- Directions
The word to look for is "before". Report every line of the entries below that has it.
[Excerpted data]
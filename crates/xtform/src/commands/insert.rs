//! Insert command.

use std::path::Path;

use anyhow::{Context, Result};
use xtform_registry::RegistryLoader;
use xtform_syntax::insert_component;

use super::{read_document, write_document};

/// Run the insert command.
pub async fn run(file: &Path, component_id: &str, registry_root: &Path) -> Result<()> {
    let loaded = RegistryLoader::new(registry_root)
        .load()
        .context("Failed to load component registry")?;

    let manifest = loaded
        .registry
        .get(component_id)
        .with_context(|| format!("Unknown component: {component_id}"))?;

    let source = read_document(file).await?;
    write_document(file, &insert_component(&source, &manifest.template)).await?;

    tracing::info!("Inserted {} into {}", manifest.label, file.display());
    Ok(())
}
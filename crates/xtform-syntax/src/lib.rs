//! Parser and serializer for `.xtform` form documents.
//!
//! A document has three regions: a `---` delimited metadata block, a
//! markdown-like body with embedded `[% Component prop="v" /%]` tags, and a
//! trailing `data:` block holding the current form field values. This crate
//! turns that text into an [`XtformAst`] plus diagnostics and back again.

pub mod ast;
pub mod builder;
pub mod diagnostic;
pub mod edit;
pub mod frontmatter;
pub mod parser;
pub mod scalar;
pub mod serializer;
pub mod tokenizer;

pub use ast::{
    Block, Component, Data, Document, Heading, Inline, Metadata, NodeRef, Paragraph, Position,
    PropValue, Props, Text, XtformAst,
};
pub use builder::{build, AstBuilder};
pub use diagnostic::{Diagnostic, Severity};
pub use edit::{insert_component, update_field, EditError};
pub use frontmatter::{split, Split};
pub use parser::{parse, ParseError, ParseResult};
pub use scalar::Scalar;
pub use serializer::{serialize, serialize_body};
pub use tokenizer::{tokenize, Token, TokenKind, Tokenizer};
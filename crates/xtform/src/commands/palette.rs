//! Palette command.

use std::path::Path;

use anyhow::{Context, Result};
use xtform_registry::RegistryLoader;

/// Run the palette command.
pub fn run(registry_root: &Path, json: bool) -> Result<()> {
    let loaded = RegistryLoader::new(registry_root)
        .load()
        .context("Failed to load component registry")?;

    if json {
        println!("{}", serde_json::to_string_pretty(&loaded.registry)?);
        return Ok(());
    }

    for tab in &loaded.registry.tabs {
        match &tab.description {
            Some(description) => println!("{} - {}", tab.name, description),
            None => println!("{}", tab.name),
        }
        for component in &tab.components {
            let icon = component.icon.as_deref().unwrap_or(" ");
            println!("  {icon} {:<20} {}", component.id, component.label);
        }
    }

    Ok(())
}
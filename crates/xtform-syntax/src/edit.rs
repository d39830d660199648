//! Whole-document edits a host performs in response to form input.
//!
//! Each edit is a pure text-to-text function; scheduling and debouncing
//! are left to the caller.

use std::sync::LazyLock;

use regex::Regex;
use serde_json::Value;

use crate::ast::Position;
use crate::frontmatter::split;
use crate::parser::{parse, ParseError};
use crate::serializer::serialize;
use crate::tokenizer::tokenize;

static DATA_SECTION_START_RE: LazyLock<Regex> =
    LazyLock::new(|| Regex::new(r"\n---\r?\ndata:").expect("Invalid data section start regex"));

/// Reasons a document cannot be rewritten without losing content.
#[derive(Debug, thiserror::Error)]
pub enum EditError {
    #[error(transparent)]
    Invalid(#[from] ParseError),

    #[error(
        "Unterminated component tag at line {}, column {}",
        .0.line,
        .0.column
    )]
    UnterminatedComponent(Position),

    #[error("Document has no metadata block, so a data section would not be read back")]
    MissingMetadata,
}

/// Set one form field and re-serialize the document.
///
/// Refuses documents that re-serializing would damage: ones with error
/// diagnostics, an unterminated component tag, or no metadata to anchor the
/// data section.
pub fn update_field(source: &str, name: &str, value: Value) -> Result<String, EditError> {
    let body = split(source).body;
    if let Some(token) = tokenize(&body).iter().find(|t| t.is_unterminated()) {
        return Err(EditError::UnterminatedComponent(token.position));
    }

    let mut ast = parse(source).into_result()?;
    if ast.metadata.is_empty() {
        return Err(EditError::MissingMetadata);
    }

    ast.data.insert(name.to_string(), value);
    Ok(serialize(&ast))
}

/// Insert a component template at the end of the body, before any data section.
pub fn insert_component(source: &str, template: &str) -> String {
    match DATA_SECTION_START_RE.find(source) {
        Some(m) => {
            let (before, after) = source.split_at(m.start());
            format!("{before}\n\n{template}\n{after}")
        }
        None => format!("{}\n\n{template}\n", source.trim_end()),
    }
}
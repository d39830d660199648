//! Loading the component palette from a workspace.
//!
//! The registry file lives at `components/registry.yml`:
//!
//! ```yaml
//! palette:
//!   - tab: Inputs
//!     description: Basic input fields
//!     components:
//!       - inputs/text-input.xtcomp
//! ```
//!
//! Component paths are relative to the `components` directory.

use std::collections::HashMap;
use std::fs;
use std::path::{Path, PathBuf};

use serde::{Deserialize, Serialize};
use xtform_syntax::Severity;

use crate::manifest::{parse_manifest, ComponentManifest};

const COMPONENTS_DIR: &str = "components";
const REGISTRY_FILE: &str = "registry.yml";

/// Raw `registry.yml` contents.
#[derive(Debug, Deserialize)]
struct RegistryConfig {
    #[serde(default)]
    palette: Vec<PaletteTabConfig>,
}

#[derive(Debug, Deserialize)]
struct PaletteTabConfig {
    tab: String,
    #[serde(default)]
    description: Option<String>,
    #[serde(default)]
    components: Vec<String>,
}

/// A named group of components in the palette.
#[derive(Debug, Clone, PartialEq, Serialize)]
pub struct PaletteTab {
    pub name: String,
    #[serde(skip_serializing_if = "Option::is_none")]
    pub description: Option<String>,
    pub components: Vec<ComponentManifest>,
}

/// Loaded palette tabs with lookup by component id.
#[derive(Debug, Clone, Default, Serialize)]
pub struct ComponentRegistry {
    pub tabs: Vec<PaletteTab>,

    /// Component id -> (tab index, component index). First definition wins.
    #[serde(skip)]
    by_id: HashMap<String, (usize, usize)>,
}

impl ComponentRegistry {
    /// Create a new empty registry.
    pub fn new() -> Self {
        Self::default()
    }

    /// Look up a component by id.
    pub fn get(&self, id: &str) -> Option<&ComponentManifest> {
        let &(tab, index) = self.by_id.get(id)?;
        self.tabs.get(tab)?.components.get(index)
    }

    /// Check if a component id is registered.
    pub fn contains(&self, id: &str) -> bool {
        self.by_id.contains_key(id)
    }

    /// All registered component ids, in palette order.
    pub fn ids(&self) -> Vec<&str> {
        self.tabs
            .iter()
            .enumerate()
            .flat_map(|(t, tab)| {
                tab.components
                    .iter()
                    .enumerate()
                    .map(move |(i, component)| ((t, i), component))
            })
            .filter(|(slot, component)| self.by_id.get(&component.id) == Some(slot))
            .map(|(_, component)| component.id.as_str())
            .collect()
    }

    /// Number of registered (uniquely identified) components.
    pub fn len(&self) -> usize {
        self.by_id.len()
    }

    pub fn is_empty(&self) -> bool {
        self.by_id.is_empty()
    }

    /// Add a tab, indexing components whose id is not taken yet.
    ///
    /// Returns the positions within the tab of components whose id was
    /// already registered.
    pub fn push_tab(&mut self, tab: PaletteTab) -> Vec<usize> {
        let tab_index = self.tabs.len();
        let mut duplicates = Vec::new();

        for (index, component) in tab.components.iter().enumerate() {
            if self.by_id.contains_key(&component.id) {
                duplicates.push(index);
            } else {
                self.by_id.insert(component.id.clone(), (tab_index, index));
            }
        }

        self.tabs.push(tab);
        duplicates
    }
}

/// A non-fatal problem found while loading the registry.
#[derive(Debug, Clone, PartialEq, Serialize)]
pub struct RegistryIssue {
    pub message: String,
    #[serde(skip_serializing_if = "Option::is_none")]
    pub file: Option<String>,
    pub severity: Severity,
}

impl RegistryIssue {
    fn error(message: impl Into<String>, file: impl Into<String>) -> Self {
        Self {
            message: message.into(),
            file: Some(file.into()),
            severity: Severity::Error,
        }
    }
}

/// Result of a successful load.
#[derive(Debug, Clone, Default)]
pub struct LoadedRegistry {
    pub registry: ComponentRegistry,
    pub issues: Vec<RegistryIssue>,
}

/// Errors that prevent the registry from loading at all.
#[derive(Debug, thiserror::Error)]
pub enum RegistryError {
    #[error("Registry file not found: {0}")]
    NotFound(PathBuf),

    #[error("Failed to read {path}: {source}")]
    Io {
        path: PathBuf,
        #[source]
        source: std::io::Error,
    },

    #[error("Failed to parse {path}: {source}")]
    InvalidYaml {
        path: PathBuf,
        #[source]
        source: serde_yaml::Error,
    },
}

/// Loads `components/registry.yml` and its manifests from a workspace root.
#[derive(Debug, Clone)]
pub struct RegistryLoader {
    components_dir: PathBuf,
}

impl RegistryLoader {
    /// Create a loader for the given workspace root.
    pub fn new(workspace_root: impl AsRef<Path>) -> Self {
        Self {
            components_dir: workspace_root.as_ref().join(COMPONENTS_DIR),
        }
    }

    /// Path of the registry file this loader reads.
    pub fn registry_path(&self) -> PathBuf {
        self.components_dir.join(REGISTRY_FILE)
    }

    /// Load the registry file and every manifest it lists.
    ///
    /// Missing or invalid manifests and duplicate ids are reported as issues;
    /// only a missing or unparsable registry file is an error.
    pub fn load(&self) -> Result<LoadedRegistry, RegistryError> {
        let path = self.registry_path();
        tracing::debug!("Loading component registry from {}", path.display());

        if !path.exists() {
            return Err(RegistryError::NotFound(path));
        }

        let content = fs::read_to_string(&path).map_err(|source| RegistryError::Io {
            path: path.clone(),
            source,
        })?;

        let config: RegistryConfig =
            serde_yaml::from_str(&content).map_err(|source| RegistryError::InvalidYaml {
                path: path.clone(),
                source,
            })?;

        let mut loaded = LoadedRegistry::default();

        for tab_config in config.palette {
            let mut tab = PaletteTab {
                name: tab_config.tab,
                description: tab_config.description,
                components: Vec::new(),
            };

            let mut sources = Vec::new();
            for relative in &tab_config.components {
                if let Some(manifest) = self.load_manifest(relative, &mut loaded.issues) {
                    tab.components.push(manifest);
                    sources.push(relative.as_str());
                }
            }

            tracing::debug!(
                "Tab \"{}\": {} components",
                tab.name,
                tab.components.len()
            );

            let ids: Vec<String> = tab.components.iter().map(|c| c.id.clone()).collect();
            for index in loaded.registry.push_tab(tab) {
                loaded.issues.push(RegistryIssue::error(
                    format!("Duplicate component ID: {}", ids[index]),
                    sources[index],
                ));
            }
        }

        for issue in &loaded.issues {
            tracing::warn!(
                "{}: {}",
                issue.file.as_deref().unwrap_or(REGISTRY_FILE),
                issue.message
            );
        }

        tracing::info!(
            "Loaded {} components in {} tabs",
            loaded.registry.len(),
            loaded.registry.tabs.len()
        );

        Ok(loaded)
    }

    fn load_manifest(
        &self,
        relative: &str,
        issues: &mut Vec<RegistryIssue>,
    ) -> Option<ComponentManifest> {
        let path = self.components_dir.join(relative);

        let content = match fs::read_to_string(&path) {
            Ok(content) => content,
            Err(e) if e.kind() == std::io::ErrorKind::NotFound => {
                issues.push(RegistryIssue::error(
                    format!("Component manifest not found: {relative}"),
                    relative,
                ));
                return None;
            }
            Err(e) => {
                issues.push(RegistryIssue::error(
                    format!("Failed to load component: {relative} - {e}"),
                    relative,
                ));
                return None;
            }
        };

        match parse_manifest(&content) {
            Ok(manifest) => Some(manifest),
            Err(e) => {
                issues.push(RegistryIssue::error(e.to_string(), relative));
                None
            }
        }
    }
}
[/Excerpted data]
- Answer space
/// Insert a component template at the end of the body, before any data section.
            let (before, after) = source.split_at(m.start());
            format!("{before}\n\n{template}\n{after}")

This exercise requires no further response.